Of all the lines below, output only those starting at the one with "not a single" and ending at the one with "let items = load_records_file(path).await?;", both ends included, exactly as written.
====== Input for this task ======
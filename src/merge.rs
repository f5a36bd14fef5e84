//! Merging of several crawl outputs for one domain into a single file

use chrono::{DateTime, Utc};
use serde::{Deserialize, Serialize};
use serde_json::Value;
use std::collections::{BTreeMap, HashSet};
use std::path::{Path, PathBuf};
use std::str::FromStr;
use thiserror::Error;
use tokio::fs;
use tracing::{info, warn};

use crate::error::Error as CrateError;
use crate::importer::{discover_files, load_records_file, ImportError};

pub const MERGE_REPORT_FILE: &str = "merge_report.json";

#[derive(Debug, Error)]
pub enum MergeError {
    #[error("IO error: {0}")]
    Io(#[from] std::io::Error),

    #[error("JSON error: {0}")]
    Json(#[from] serde_json::Error),

    #[error("{0}")]
    Load(#[from] ImportError),

    #[error("Invalid merge source '{0}', expected LABEL=PATH or PATH")]
    InvalidSource(String),
}

impl From<MergeError> for CrateError {
    fn from(err: MergeError) -> Self {
        match err {
            MergeError::Io(e) => CrateError::Io(e),
            MergeError::Json(e) => CrateError::Json(e),
            MergeError::Load(e) => e.into(),
            other => CrateError::Other(other.to_string()),
        }
    }
}

/// A labelled JSON file or directory of single-record files
#[derive(Debug, Clone, PartialEq, Eq)]
pub struct MergeSource {
    pub label: String,
    pub path: PathBuf,
}

impl FromStr for MergeSource {
    type Err = MergeError;

    /// Parse `LABEL=PATH`, or a bare `PATH` labelled by its file stem
    fn from_str(s: &str) -> Result<Self, Self::Err> {
        let (label, path) = match s.split_once('=') {
            Some((label, path)) => (label.trim().to_string(), PathBuf::from(path.trim())),
            None => {
                let path = PathBuf::from(s.trim());
                let label = path
                    .file_stem()
                    .map(|stem| stem.to_string_lossy().into_owned())
                    .unwrap_or_default();
                (label, path)
            }
        };
        if label.is_empty() || path.as_os_str().is_empty() {
            return Err(MergeError::InvalidSource(s.to_string()));
        }
        Ok(Self { label, path })
    }
}

/// Contents of `merge_report.json`
#[derive(Debug, Clone, Serialize, Deserialize)]
pub struct MergeReport {
    pub merge_date: DateTime<Utc>,
    pub total_records: usize,
    /// Unique records contributed by each source label
    pub source_statistics: BTreeMap<String, usize>,
    pub merged_files: Vec<String>,
}

#[derive(Debug, Clone)]
pub struct MergeOutcome {
    pub records: Vec<Value>,
    pub report: MergeReport,
}

/// Merge sources in order, keeping the first record seen for each title
pub async fn merge_sources(sources: &[MergeSource]) -> MergeOutcome {
    let merged_at = Utc::now();
    let stamp = merged_at.to_rfc3339();
    let mut seen = HashSet::new();
    let mut records = Vec::new();
    let mut statistics = BTreeMap::new();

    for source in sources {
        let items = match load_source(&source.path).await {
            Ok(items) => items,
            Err(e) => {
                warn!("Skipping source {}: {}", source.label, e);
                continue;
            }
        };

        let raw = items.len();
        let mut unique = 0;
        for (fallback, mut item) in items {
            let Some(object) = item.as_object_mut() else {
                continue;
            };
            let title = ["title", "name"]
                .iter()
                .find_map(|key| object.get(*key).and_then(Value::as_str))
                .map(str::to_string)
                .or(fallback)
                .filter(|title| !title.trim().is_empty());
            let Some(title) = title else {
                continue;
            };
            if !seen.insert(title) {
                continue;
            }
            object.insert("merged_from".to_string(), Value::String(source.label.clone()));
            object.insert("merged_at".to_string(), Value::String(stamp.clone()));
            records.push(item);
            unique += 1;
        }
        info!("{}: {} raw -> {} unique", source.label, raw, unique);
        statistics.insert(source.label.clone(), unique);
    }

    MergeOutcome {
        report: MergeReport {
            merge_date: merged_at,
            total_records: records.len(),
            source_statistics: statistics,
            merged_files: sources.iter().map(|s| s.label.clone()).collect(),
        },
        records,
    }
}

/// Items of a source paired with a fallback title (file stem for directory entries)
async fn load_source(path: &Path) -> Result<Vec<(Option<String>, Value)>, MergeError> {
    if fs::metadata(path).await?.is_dir() {
        let files = discover_files(path, &[]).await?;
        let mut items = Vec::new();
        for file in files {
            let stem = file
                .file_stem()
                .map(|stem| stem.to_string_lossy().into_owned());
            match fs::read_to_string(&file).await {
                Ok(text) => match serde_json::from_str::<Value>(&text) {
                    Ok(value @ Value::Object(_)) => items.push((stem, value)),
                    Ok(_) => warn!("{} is not a single record, skipping", file.display()),
                    Err(e) => warn!("Skipping {}: {}", file.display(), e),
                },
                Err(e) => warn!("Skipping {}: {}", file.display(), e),
            }
        }
        return Ok(items);
    }

    let items = load_records_file(path).await?;
    Ok(items.into_iter().map(|item| (None, item)).collect())
}

/// Write the merged array to `output` and the report next to it
pub async fn write_merged(outcome: &MergeOutcome, output: &Path) -> Result<PathBuf, MergeError> {
    let dir = output.parent().unwrap_or_else(|| Path::new("."));
    fs::create_dir_all(dir).await?;
    fs::write(output, serde_json::to_string_pretty(&outcome.records)?).await?;

    let report_path = dir.join(MERGE_REPORT_FILE);
    fs::write(&report_path, serde_json::to_string_pretty(&outcome.report)?).await?;
    Ok(report_path)
}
======
● **Answer to the exercise**:
                    Ok(_) => warn!("{} is not a single record, skipping", file.display()),
                    Err(e) => warn!("Skipping {}: {}", file.display(), e),
                },
                Err(e) => warn!("Skipping {}: {}", file.display(), e),
            }
        }
        return Ok(items);
    }

    let items = load_records_file(path).await?;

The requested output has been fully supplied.